Mama Halima is a seasoned poultry farmer from Mombasa County. She has been using an electric-powered incubator to hatch eggs.
But productivity has declined owing to power outages.
“Whenever there is a blackout I lose all my eggs. One time lost eggs worth Sh100,000. That was a big blow given that it was my entire investment,” she says.
However, the farmer has found an affordable alternative with the kerosene egg incubator technology.
“As long as I have kerosene, I am good to go. This is cheaper and more reliable than the electric- powered one. The only limitation is that it requires close monitoring, she says.
The incubators are supplied by Agriculture Technology Development Centre (ATDC), a division of the Ministry of Agriculture and Livestock Development.
ATDC’s Mtwapa manager engineer Samwel Opar says the kerosene machines are as effective as the electric ones and are an excellent alternative for small holder farmers who can’t afford standby generators.

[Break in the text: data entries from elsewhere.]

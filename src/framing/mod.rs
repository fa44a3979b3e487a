//! Stream framing.
//!
//! TCP and TLS deliver an unstructured byte stream; UDP delivers datagrams
//! that go through the same extraction so a datagram carrying several events
//! (or trailing junk) is handled uniformly.
//!
//! ```text
//! socket reader ──chunks──▶ Reassembler ──messages──▶ codec::decode
//! ```

mod reassembler;

pub use reassembler::{Reassembler, ReassemblerLimits};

The beauty of this technology is that it is adaptable, stable, reliable and offers big savings to the small scale farmers.

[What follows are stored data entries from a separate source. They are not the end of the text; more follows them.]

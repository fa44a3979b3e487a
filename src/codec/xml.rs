//! Envelope serialization primitive.
//!
//! Every family writer goes through [`XmlWriter`], so escaping is identical
//! for envelope attributes, detail attributes and free text.

use std::fmt::{Display, Write as _};

use roxmltree::Node;

use crate::core::XML_DECLARATION;

/// Escape text for use inside an attribute value (`in_attribute`) or element
/// content.
///
/// Characters XML 1.0 cannot carry are replaced with U+FFFD. Whitespace that
/// attribute-value normalization would fold is written as a character
/// reference.
pub fn escape(text: &str, in_attribute: bool) -> String {
    let mut out = String::with_capacity(text.len());
    for c in text.chars() {
        match c {
            '&' => out.push_str("&amp;"),
            '<' => out.push_str("&lt;"),
            '>' => out.push_str("&gt;"),
            '"' if in_attribute => out.push_str("&quot;"),
            '\'' if in_attribute => out.push_str("&apos;"),
            '\n' if in_attribute => out.push_str("&#10;"),
            '\t' if in_attribute => out.push_str("&#9;"),
            '\r' => out.push_str("&#13;"),
            '\n' | '\t' => out.push(c),
            c if (c as u32) < 0x20 || c == '\u{FFFE}' || c == '\u{FFFF}' => out.push('\u{FFFD}'),
            c => out.push(c),
        }
    }
    out
}

/// Append-only XML writer.
#[derive(Debug, Default)]
pub struct XmlWriter {
    out: String,
}

impl XmlWriter {
    /// Create an empty writer.
    pub fn new() -> Self {
        Self {
            out: String::with_capacity(512),
        }
    }

    /// Write the XML declaration.
    pub fn declaration(&mut self) {
        self.out.push_str(XML_DECLARATION);
    }

    /// Begin a start tag. Finish it with [`Tag::open`] or [`Tag::close`].
    pub fn start(&mut self, name: &str) -> Tag<'_> {
        self.out.push('<');
        self.out.push_str(name);
        Tag { writer: self }
    }

    /// Write escaped element content.
    pub fn text(&mut self, text: &str) {
        self.out.push_str(&escape(text, false));
    }

    /// Write an end tag.
    pub fn end(&mut self, name: &str) {
        self.out.push_str("</");
        self.out.push_str(name);
        self.out.push('>');
    }

    /// Write an element holding only text.
    pub fn text_element(&mut self, name: &str, text: &str) {
        self.start(name).open();
        self.text(text);
        self.end(name);
    }

    /// Write pre-serialized markup verbatim.
    pub fn raw(&mut self, markup: &str) {
        self.out.push_str(markup);
    }

    /// Finish and return the document bytes.
    pub fn into_bytes(self) -> Vec<u8> {
        self.out.into_bytes()
    }

    /// Borrow the output written so far.
    pub fn as_str(&self) -> &str {
        &self.out
    }
}

/// Start tag under construction.
#[must_use = "a tag must be finished with open() or close()"]
pub struct Tag<'w> {
    writer: &'w mut XmlWriter,
}

impl Tag<'_> {
    /// Add an attribute.
    pub fn attr(self, name: &str, value: impl Display) -> Self {
        let out = &mut self.writer.out;
        out.push(' ');
        out.push_str(name);
        out.push_str("=\"");
        let mut formatted = String::new();
        let _ = write!(formatted, "{}", value);
        out.push_str(&escape(&formatted, true));
        out.push('"');
        self
    }

    /// Add an attribute when a value is present.
    pub fn attr_opt<V: Display>(self, name: &str, value: Option<V>) -> Self {
        match value {
            Some(v) => self.attr(name, v),
            None => self,
        }
    }

    /// Finish as an open tag (`>`); content and an end tag follow.
    pub fn open(self) {
        self.writer.out.push('>');
    }

    /// Finish as a self-closing tag (`/>`).
    pub fn close(self) {
        self.writer.out.push_str("/>");
    }
}

// Read-side helpers shared by the family decoders.

/// First child element named `name`.
pub(crate) fn child<'a, 'i>(node: Node<'a, 'i>, name: &str) -> Option<Node<'a, 'i>> {
    node.children()
        .find(|n| n.is_element() && n.tag_name().name() == name)
}

/// Attribute as an owned string.
pub(crate) fn attr_string(node: Node<'_, '_>, name: &str) -> Option<String> {
    node.attribute(name).map(str::to_string)
}

/// Attribute parsed as a number.
pub(crate) fn attr_parse<T: std::str::FromStr>(node: Node<'_, '_>, name: &str) -> Option<T> {
    node.attribute(name)?.trim().parse().ok()
}

/// Element text, empty when the element has no content.
pub(crate) fn text_of(node: Node<'_, '_>) -> String {
    node.text().unwrap_or_default().to_string()
}

#[cfg(test)]
mod tests {
    use super::*;

    #[test]
    fn test_escape_attribute() {
        assert_eq!(
            escape(r#"a<b>&"c"'d'"#, true),
            "a&lt;b&gt;&amp;&quot;c&quot;&apos;d&apos;"
        );
        assert_eq!(escape("line\nbreak\ttab", true), "line&#10;break&#9;tab");
    }

    #[test]
    fn test_escape_text_keeps_quotes() {
        assert_eq!(escape(r#"say "hi" & <go>"#, false), "say \"hi\" &amp; &lt;go&gt;");
        assert_eq!(escape("a\r\nb", false), "a&#13;\nb");
        assert_eq!(escape("bell\u{7}", false), "bell\u{FFFD}");
    }

    #[test]
    fn test_writer_output() {
        let mut w = XmlWriter::new();
        w.start("detail").open();
        w.start("contact").attr("callsign", "A&B").close();
        w.text_element("remarks", "x < y");
        w.end("detail");
        assert_eq!(
            w.as_str(),
            r#"<detail><contact callsign="A&amp;B"/><remarks>x &lt; y</remarks></detail>"#
        );
    }

    #[test]
    fn test_escaped_text_parses_back() {
        let original = "quote \" apos ' amp & lt < gt >\nnext\tline\r\n";
        let mut w = XmlWriter::new();
        w.start("r").attr("a", original).open();
        w.text(original);
        w.end("r");

        let xml = w.as_str().to_string();
        let doc = roxmltree::Document::parse(&xml).unwrap();
        let root = doc.root_element();
        assert_eq!(root.attribute("a"), Some(original));
        assert_eq!(root.text(), Some(original));
    }
}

The engineer explains to Smart Harvest how the technology works: “The incubator comprises a wooden box which has a provision for heat distribution, egg tray, door and holes for inserting a thermometer. The eggs are placed on the tray.”
The machine has a heat chamber, a plain metal tubing through which hot air from the burning lantern chimney is distributed to raise the temperature in the unit.

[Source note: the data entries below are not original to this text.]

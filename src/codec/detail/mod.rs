//! Detail payloads.
//!
//! The open-ended `<detail>` element is modelled as a sum type with one
//! variant per known family and an opaque catch-all, so adding a family is a
//! compile-time-checked change everywhere details are matched.

mod chat;
mod common;
mod emergency;
mod position;
mod waypoint;

use roxmltree::Node;
use serde::{Deserialize, Serialize};

pub use chat::ChatDetail;
pub use common::{Contact, Group, Link, Status, Takv, Track};
pub use emergency::{EmergencyDetail, EmergencyKind};
pub use position::PositionDetail;
pub use waypoint::WaypointDetail;

use super::xml::XmlWriter;

/// Check whether `type_tag` equals `prefix` or extends it by whole atoms.
///
/// `b-a` matches `b-a` and `b-a-o-tbl` but not `b-ab`.
pub fn type_matches(type_tag: &str, prefix: &str) -> bool {
    match type_tag.strip_prefix(prefix) {
        Some("") => true,
        Some(rest) => rest.starts_with('-') || prefix.ends_with('-'),
        None => false,
    }
}

/// Event family, used for decoder dispatch and routing.
#[derive(Debug, Clone, Copy, PartialEq, Eq, Hash, Serialize, Deserialize)]
#[serde(rename_all = "snake_case")]
pub enum Category {
    /// Position / track update (`a-*`).
    Position,
    /// Chat message (`b-t-f*`).
    Chat,
    /// Emergency or alert (`b-a*`).
    Emergency,
    /// Waypoint or map point (`b-m-p*`).
    Waypoint,
    /// Anything else.
    Unknown,
}

impl Category {
    /// Every category.
    pub const ALL: [Category; 5] = [
        Category::Position,
        Category::Chat,
        Category::Emergency,
        Category::Waypoint,
        Category::Unknown,
    ];

    /// Classify a type tag by prefix.
    pub fn from_type_tag(type_tag: &str) -> Self {
        if type_matches(type_tag, "a") {
            Category::Position
        } else if type_matches(type_tag, "b-t-f") {
            Category::Chat
        } else if type_matches(type_tag, "b-a") {
            Category::Emergency
        } else if type_matches(type_tag, "b-m-p") {
            Category::Waypoint
        } else {
            Category::Unknown
        }
    }

    /// Lower-case name.
    pub fn name(self) -> &'static str {
        match self {
            Category::Position => "position",
            Category::Chat => "chat",
            Category::Emergency => "emergency",
            Category::Waypoint => "waypoint",
            Category::Unknown => "unknown",
        }
    }

    /// Whether the family payload is meaningless without a point.
    pub(crate) fn requires_point(self) -> bool {
        matches!(self, Category::Position | Category::Waypoint)
    }
}

/// Detail of an unrecognised type tag, or of a known family whose required
/// fields were missing.
#[derive(Debug, Clone, PartialEq, Eq)]
pub struct UnknownDetail {
    /// Type tag of the envelope.
    pub type_tag: String,
    /// The complete `<detail>` element as received, if there was one.
    pub raw: Option<String>,
}

/// Family payload of an event.
#[derive(Debug, Clone, PartialEq)]
pub enum Detail {
    /// Position / track.
    Position(PositionDetail),
    /// Chat message.
    Chat(ChatDetail),
    /// Emergency alert.
    Emergency(EmergencyDetail),
    /// Waypoint.
    Waypoint(WaypointDetail),
    /// Opaque payload.
    Unknown(UnknownDetail),
}

impl Detail {
    /// Routing category of this payload.
    pub fn category(&self) -> Category {
        match self {
            Detail::Position(_) => Category::Position,
            Detail::Chat(_) => Category::Chat,
            Detail::Emergency(_) => Category::Emergency,
            Detail::Waypoint(_) => Category::Waypoint,
            Detail::Unknown(_) => Category::Unknown,
        }
    }

    /// Run the family sub-decoder for `category`.
    ///
    /// Returns `None` when required family fields are missing; the caller
    /// falls back to [`Detail::Unknown`].
    pub(crate) fn decode_family(category: Category, detail: Option<Node<'_, '_>>) -> Option<Self> {
        match category {
            Category::Position => PositionDetail::decode(detail).map(Detail::Position),
            Category::Chat => ChatDetail::decode(detail).map(Detail::Chat),
            Category::Emergency => EmergencyDetail::decode(detail).map(Detail::Emergency),
            Category::Waypoint => WaypointDetail::decode(detail).map(Detail::Waypoint),
            Category::Unknown => None,
        }
    }

    /// Write the `<detail>` element.
    pub(crate) fn write(&self, w: &mut XmlWriter) {
        if let Detail::Unknown(unknown) = self {
            if let Some(raw) = &unknown.raw {
                w.raw(raw);
            }
            return;
        }
        w.start("detail").open();
        match self {
            Detail::Position(p) => p.write(w),
            Detail::Chat(c) => c.write(w),
            Detail::Emergency(e) => e.write(w),
            Detail::Waypoint(p) => p.write(w),
            Detail::Unknown(_) => {}
        }
        w.end("detail");
    }
}

#[cfg(test)]
mod tests {
    use super::*;

    #[test]
    fn test_type_matches() {
        assert!(type_matches("b-a", "b-a"));
        assert!(type_matches("b-a-o-tbl", "b-a"));
        assert!(!type_matches("b-ab", "b-a"));
        assert!(!type_matches("a-f", "b-a"));
        assert!(type_matches("a-f-G", "a-"));
    }

    #[test]
    fn test_classify() {
        assert_eq!(Category::from_type_tag("a-f-G-U-C"), Category::Position);
        assert_eq!(Category::from_type_tag("b-t-f"), Category::Chat);
        assert_eq!(Category::from_type_tag("b-t-f-d"), Category::Chat);
        assert_eq!(Category::from_type_tag("b-a-o-tbl"), Category::Emergency);
        assert_eq!(Category::from_type_tag("b-m-p-s-m"), Category::Waypoint);
        assert_eq!(Category::from_type_tag("t-x-c-t"), Category::Unknown);
        assert_eq!(Category::from_type_tag("u-d-f"), Category::Unknown);
        assert_eq!(Category::from_type_tag(""), Category::Unknown);
    }
}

To power the incubator, the lantern lamp is filled with kerosene and ignited to provide heat.
A tray is filled with water and placed under the egg tray to improve the relative humidity.
An alcohol thermometer is inserted in the holes behind the box to help monitor the temperature.
To boost its efficiency, the incubator must be checked frequently when it is on to regulate the temperature, humidity and adjust the flame accordingly.
For instance, if it gets too warm, it is advisable to reduce the flame light and place water inside when humidity is too low.
According to the engineer, an incubator for a single unit that holds 100 eggs costs Sh15,000 while a double unit with a capacity of 200 eggs costs Sh25,000.
An electric-powered incubator costs more than Sh100,000. When an incubator is used, about 80 per cent of the eggs in it hatch.
So how much kerosene does one use to run the machine?
Approximately six litres for every incubation cycle, Opar says.
Though simple and affordable, the kerosene incubator is a pollutant, he notes.
Nevertheless, kerosene lanterns burn cleaner than the ordinary wick kerosene stoves and are reliable in areas where power outages are frequent, says Opar.
Every technology has a down side and Opar explains that one of the challenges is monitoring the temperature in the kerosene unit.
He explains that the temperature should not go below 36 degrees centigrade and above 38 degrees centigrade.
With time a farmer will perfect how to monitor the temperature.
Another hitch is the turning of eggs in the trays.
“It looks cumbersome, buts it’s doable. The first four days you turn after 12 hours and the rest of the days you turn after 24 hours,” he explains.
Farmers from the coast looking for these stoves can get them from ATDC’s stores in Mtwapa and Mpeketoni in Lamu.
To roll out the project and supply small holder farmers with stoves, ATDC has partnered with World Vision, Plan International, Agriculture Sector Development Support Programme and County governments.